▶ _TASK DETAILS_
Find the string "before" in the data, then copy every line where it is found.

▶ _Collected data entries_
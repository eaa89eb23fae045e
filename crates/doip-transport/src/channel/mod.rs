//! Per-connection channel: framing loop, state machine and send path
//!
//! A channel is created once per pool slot and cycles
//! `Listen -> ... -> Finalize -> Listen` for the lifetime of the handler.
//! Everything except the send path runs on the dispatch thread; callers
//! pass the handler-owned collaborators in as a [`ChannelEnv`] on every call.

pub mod socket;
pub mod state;
pub mod timer;

use std::time::Duration;

use parking_lot::Mutex;
use tracing::{debug, info, warn};

use crate::config::DoIpConfig;
use crate::error::ChannelError;
use crate::processors::ProcessorTable;
use crate::reader::{ActionForReader, MessageReaders, ReaderAction, ReaderContext, ReaderKind};
use crate::uds::{
    Address, ChannelId, GlobalChannelId, HandlerId, TransmissionResult, UdsMessage,
    UdsTransportProtocolMgr, UNREGISTERED_CHANNEL_ID,
};
use crate::wire::{
    encode_header, DoIpMessage, NackCode, PayloadType, ProtocolVersion, DISCARD_CHUNK_SIZE,
    SA_TA_LENGTH, UNREGISTERED_SOURCE_ADDRESS,
};

use socket::{receive_available, ChannelSocket, ResponseSender};
use state::ChannelState;
use timer::{InactivityTimer, TimerKey, TimerService};

/// Result of one read step
#[derive(Debug, Clone, Copy, PartialEq, Eq)]
pub enum ReadStatus {
    /// Bytes were consumed; more may be waiting
    Progress,
    /// Nothing available right now
    WouldBlock,
    /// The channel no longer has a socket
    Closed,
}

/// The other channels of the pool, read-only
pub(crate) struct Peers<'a, S> {
    pub before: &'a [DoIpChannel<S>],
    pub after: &'a [DoIpChannel<S>],
}

impl<'a, S> Peers<'a, S> {
    pub(crate) fn iter(&self) -> impl Iterator<Item = &'a DoIpChannel<S>> {
        self.before.iter().chain(self.after.iter())
    }
}

/// Handler-owned collaborators a channel needs while processing
pub(crate) struct ChannelEnv<'a, S> {
    pub peers: Peers<'a, S>,
    pub config: &'a DoIpConfig,
    pub processors: &'a ProcessorTable,
    pub mgr: &'a dyn UdsTransportProtocolMgr,
    pub timers: &'a dyn TimerService,
    pub handler_id: HandlerId,
}

impl<'a, S: ChannelSocket> ChannelEnv<'a, S> {
    pub(crate) fn check_header(&self, message: &DoIpMessage) -> NackCode {
        self.processors
            .check_header(message, self.config.max_message_length)
    }

    /// Channels not in `Listen`, including `channel`
    pub(crate) fn established_channels(&self, channel: &DoIpChannel<S>) -> usize {
        self.peers
            .iter()
            .chain(std::iter::once(channel))
            .filter(|c| c.is_established())
            .count()
    }

    /// Whether another channel holds a routing activation for `source_address`
    pub(crate) fn is_source_address_registered(&self, source_address: Address) -> bool {
        self.peers
            .iter()
            .any(|c| c.state.is_registered() && c.source_address == source_address)
    }
}

pub struct DoIpChannel<S> {
    slot: usize,
    state: ChannelState,
    socket: Option<S>,
    send_lock: Mutex<()>,
    readers: MessageReaders,
    /// Message buffer while no reader holds it
    message: Option<DoIpMessage>,
    uds_message: Option<UdsMessage>,
    requested: usize,
    bytes_read: usize,
    pending: ReaderAction,
    /// Reader whose evaluation produced `pending`
    evaluated_by: ReaderKind,
    source_address: Address,
    channel_id: ChannelId,
    timer: InactivityTimer,
}

impl<S: ChannelSocket> DoIpChannel<S> {
    pub fn new(slot: usize) -> Self {
        Self {
            slot,
            state: ChannelState::Listen,
            socket: None,
            send_lock: Mutex::new(()),
            readers: MessageReaders::new(),
            message: Some(DoIpMessage::default()),
            uds_message: None,
            requested: 0,
            bytes_read: 0,
            pending: ReaderAction::finished(0),
            evaluated_by: ReaderKind::Header,
            source_address: UNREGISTERED_SOURCE_ADDRESS,
            channel_id: UNREGISTERED_CHANNEL_ID,
            timer: InactivityTimer::new(slot),
        }
    }

    pub fn slot(&self) -> usize {
        self.slot
    }

    pub fn state(&self) -> ChannelState {
        self.state
    }

    pub fn source_address(&self) -> Address {
        self.source_address
    }

    pub fn channel_id(&self) -> ChannelId {
        self.channel_id
    }

    pub fn active_reader(&self) -> ReaderKind {
        self.readers.active()
    }

    pub fn has_socket(&self) -> bool {
        self.socket.is_some()
    }

    pub fn is_established(&self) -> bool {
        self.state != ChannelState::Listen
    }

    pub fn is_inactivity_timer_running(&self) -> bool {
        self.timer.is_running()
    }

    pub(crate) fn set_registration(&mut self, source_address: Address) {
        self.source_address = source_address;
        self.channel_id = ChannelId::from(source_address);
    }

    pub(crate) fn global_channel_id(&self, handler_id: HandlerId) -> GlobalChannelId {
        GlobalChannelId {
            handler_id,
            channel_id: self.channel_id,
        }
    }

    /// Run the exit action of the current state, switch, run the entry action
    pub(crate) fn try_change_state(&mut self, to: ChannelState, env: &ChannelEnv<'_, S>) -> bool {
        let from = self.state;
        if !from.is_valid_change(to) {
            debug!(slot = self.slot, %from, %to, "Rejected state change");
            return false;
        }
        from.on_leave(self, env);
        self.state = to;
        debug!(slot = self.slot, %from, %to, "State changed");
        to.on_enter(self, env);
        true
    }

    /// Take over a freshly accepted connection
    pub(crate) fn attach(&mut self, socket: S, env: &ChannelEnv<'_, S>) -> bool {
        if !self.try_change_state(ChannelState::Initialized, env) {
            socket.close();
            return false;
        }
        self.socket = Some(socket);
        true
    }

    pub(crate) fn start_inactivity_timer(&mut self, timeout: Duration, env: &ChannelEnv<'_, S>) {
        self.timer.start(env.timers, timeout);
    }

    pub(crate) fn stop_inactivity_timer(&mut self, env: &ChannelEnv<'_, S>) {
        self.timer.stop(env.timers);
    }

    pub(crate) fn on_inactivity_timeout(&mut self, key: TimerKey, env: &ChannelEnv<'_, S>) {
        if !self.timer.expire(key) {
            return;
        }
        info!(slot = self.slot, state = %self.state, "Inactivity timeout");
        self.try_change_state(ChannelState::Finalize, env);
    }

    /// Read as far as the socket allows without blocking.
    ///
    /// One call advances the framing by at most one step: a partial fill,
    /// a completed reader evaluation, or one discard chunk.
    pub(crate) fn handle_read(&mut self, env: &ChannelEnv<'_, S>) -> ReadStatus {
        if self.socket.is_none() {
            return ReadStatus::Closed;
        }

        let progressed = if self.pending.bytes_to_discard == 0 {
            self.read_step(env)
        } else {
            self.discard_step(env)
        };

        match (self.socket.is_some(), progressed) {
            (false, _) => ReadStatus::Closed,
            (true, true) => ReadStatus::Progress,
            (true, false) => ReadStatus::WouldBlock,
        }
    }

    fn read_step(&mut self, env: &ChannelEnv<'_, S>) -> bool {
        if self.pending.action == ActionForReader::FinishedReading {
            self.initialize_reader();
        }

        let received = match self.fill_requested() {
            Ok(received) => received,
            Err(e) => {
                debug!(slot = self.slot, %e, "Connection lost while reading");
                self.try_change_state(ChannelState::Finalize, env);
                return true;
            }
        };
        if self.bytes_read < self.requested {
            return received > 0;
        }

        self.evaluated_by = self.readers.active();
        self.pending = self.evaluate_reader(env);

        match self.pending.action {
            ActionForReader::ContinueReading if self.pending.bytes_to_discard == 0 => {
                self.initialize_reader();
            }
            ActionForReader::CloseSocket => {
                if let Err(e) = self.flush_socket(self.pending.bytes_to_discard) {
                    debug!(slot = self.slot, %e, "Flush before close failed");
                }
                self.pending.bytes_to_discard = 0;
            }
            _ => {}
        }
        if self.pending.bytes_to_discard == 0 {
            self.finish_message(env);
        }
        true
    }

    fn discard_step(&mut self, env: &ChannelEnv<'_, S>) -> bool {
        match self.flush_socket(self.pending.bytes_to_discard) {
            Ok(0) => false,
            Ok(discarded) => {
                self.pending.bytes_to_discard -= discarded;
                if self.pending.bytes_to_discard == 0 {
                    self.finish_message(env);
                }
                true
            }
            Err(e) => {
                debug!(slot = self.slot, %e, "Connection lost while discarding");
                self.try_change_state(ChannelState::Finalize, env);
                true
            }
        }
    }

    fn initialize_reader(&mut self) {
        let message = match self.message.take() {
            Some(message) => message,
            None => panic!("channel {} has no message buffer to read into", self.slot),
        };
        self.requested = self.readers.initialize(message);
        self.bytes_read = 0;
        self.pending = ReaderAction::continue_reading();
    }

    fn fill_requested(&mut self) -> Result<usize, ChannelError> {
        let socket = self.socket.as_ref().ok_or(ChannelError::NoSocket)?;
        let buffer = self.readers.buffer(&mut self.uds_message);
        let received = receive_available(socket, &mut buffer[self.bytes_read..self.requested])?;
        self.bytes_read += received;
        Ok(received)
    }

    fn evaluate_reader(&mut self, env: &ChannelEnv<'_, S>) -> ReaderAction {
        let mut ctx = ReaderContext {
            slot: self.slot,
            state: self.state,
            source_address: self.source_address,
            channel_id: self.channel_id,
            message: &mut self.message,
            uds_message: &mut self.uds_message,
            sender: ResponseSender::new(self.slot, self.socket.as_ref(), &self.send_lock),
            env,
        };
        self.readers.evaluate(&mut ctx)
    }

    /// Drain up to one chunk of obsolete bytes
    fn flush_socket(&mut self, bytes_to_flush: usize) -> Result<usize, ChannelError> {
        let socket = self.socket.as_ref().ok_or(ChannelError::NoSocket)?;
        let mut scratch = [0u8; DISCARD_CHUNK_SIZE];
        let length = bytes_to_flush.min(DISCARD_CHUNK_SIZE);
        receive_available(socket, &mut scratch[..length])
    }

    fn finish_message(&mut self, env: &ChannelEnv<'_, S>) {
        match self.pending.action {
            ActionForReader::CloseSocket => {
                self.try_change_state(ChannelState::Finalize, env);
                self.reset_reader();
            }
            ActionForReader::FinishedReading => {
                if self.evaluated_by.delivers_message() {
                    self.deliver_message(env);
                }
                self.reset_reader();
            }
            ActionForReader::ContinueReading => {}
        }
    }

    fn deliver_message(&mut self, env: &ChannelEnv<'_, S>) {
        let message = match self.message.take() {
            Some(message) => message,
            None => panic!("channel {} finished a message it does not hold", self.slot),
        };
        debug!(
            slot = self.slot,
            payload_type = message.payload_type,
            payload = %hex::encode(&message.payload),
            "Message complete"
        );
        let state = self.state;
        state.handle_message(&message, self, env);
        self.message = Some(message);
    }

    fn reset_reader(&mut self) {
        if let Some(message) = self.readers.reset() {
            self.message = Some(message);
        }
        self.requested = 0;
        self.bytes_read = 0;
        self.pending = ReaderAction::finished(0);
    }

    /// Return the channel to its pristine state; runs when leaving `Finalize`
    pub(crate) fn reset_channel(&mut self, env: &ChannelEnv<'_, S>) {
        self.stop_inactivity_timer(env);
        self.close_socket();
        self.notify_message_failure(env);
        self.reset_reader();
        self.source_address = UNREGISTERED_SOURCE_ADDRESS;
        self.channel_id = UNREGISTERED_CHANNEL_ID;
    }

    fn close_socket(&mut self) {
        if let Some(socket) = self.socket.take() {
            socket.close();
            debug!(slot = self.slot, "Socket closed");
        }
    }

    fn notify_message_failure(&mut self, env: &ChannelEnv<'_, S>) {
        if matches!(
            self.readers.active(),
            ReaderKind::PreDiagnostic | ReaderKind::Diagnostic
        ) {
            if let Some(uds_message) = self.uds_message.take() {
                warn!(slot = self.slot, "Diagnostic message reception aborted");
                env.mgr.notify_message_failure(uds_message);
            }
        }
    }

    /// Hand over the UDS message allocated during preprocessing
    pub(crate) fn release_uds_message(&mut self) -> Option<UdsMessage> {
        self.uds_message.take()
    }

    pub(crate) fn send_response(&self, message: &DoIpMessage) -> bool {
        ResponseSender::new(self.slot, self.socket.as_ref(), &self.send_lock).send(message)
    }

    /// Send an outbound UDS message as a diagnostic message and confirm it
    pub(crate) fn transmit(&self, message: UdsMessage, mgr: &dyn UdsTransportProtocolMgr) {
        let version = ProtocolVersion::RESPONSE;
        let payload = message.payload();
        let header = encode_header(
            version as u8,
            version.inverse(),
            PayloadType::DiagnosticMessage.code(),
            (payload.len() + SA_TA_LENGTH) as u32,
        );
        let sa = message.source_address().to_be_bytes();
        let ta = message.target_address().to_be_bytes();
        let addresses = [sa[0], sa[1], ta[0], ta[1]];
        let expected = header.len() + addresses.len() + payload.len();

        let sender = ResponseSender::new(self.slot, self.socket.as_ref(), &self.send_lock);
        let result = match sender.send_frame(&[&header, &addresses, payload]) {
            Ok(sent) if sent == expected => TransmissionResult::TransmitOk,
            Ok(sent) => {
                warn!(slot = self.slot, sent, expected, "Diagnostic message partially sent");
                TransmissionResult::TransmitFailed
            }
            Err(e) => {
                warn!(slot = self.slot, %e, "Connection closed while sending diagnostic message");
                TransmissionResult::TransmitFailed
            }
        };
        debug!(
            slot = self.slot,
            sa = message.source_address(),
            ta = message.target_address(),
            ?result,
            "Diagnostic message transmitted"
        );
        mgr.transmit_confirmation(message, result);
    }
}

▶ _FINISHED EXERCISE_
    pub before: &'a [DoIpChannel<S>],
        self.before.iter().chain(self.after.iter())
                    debug!(slot = self.slot, %e, "Flush before close failed");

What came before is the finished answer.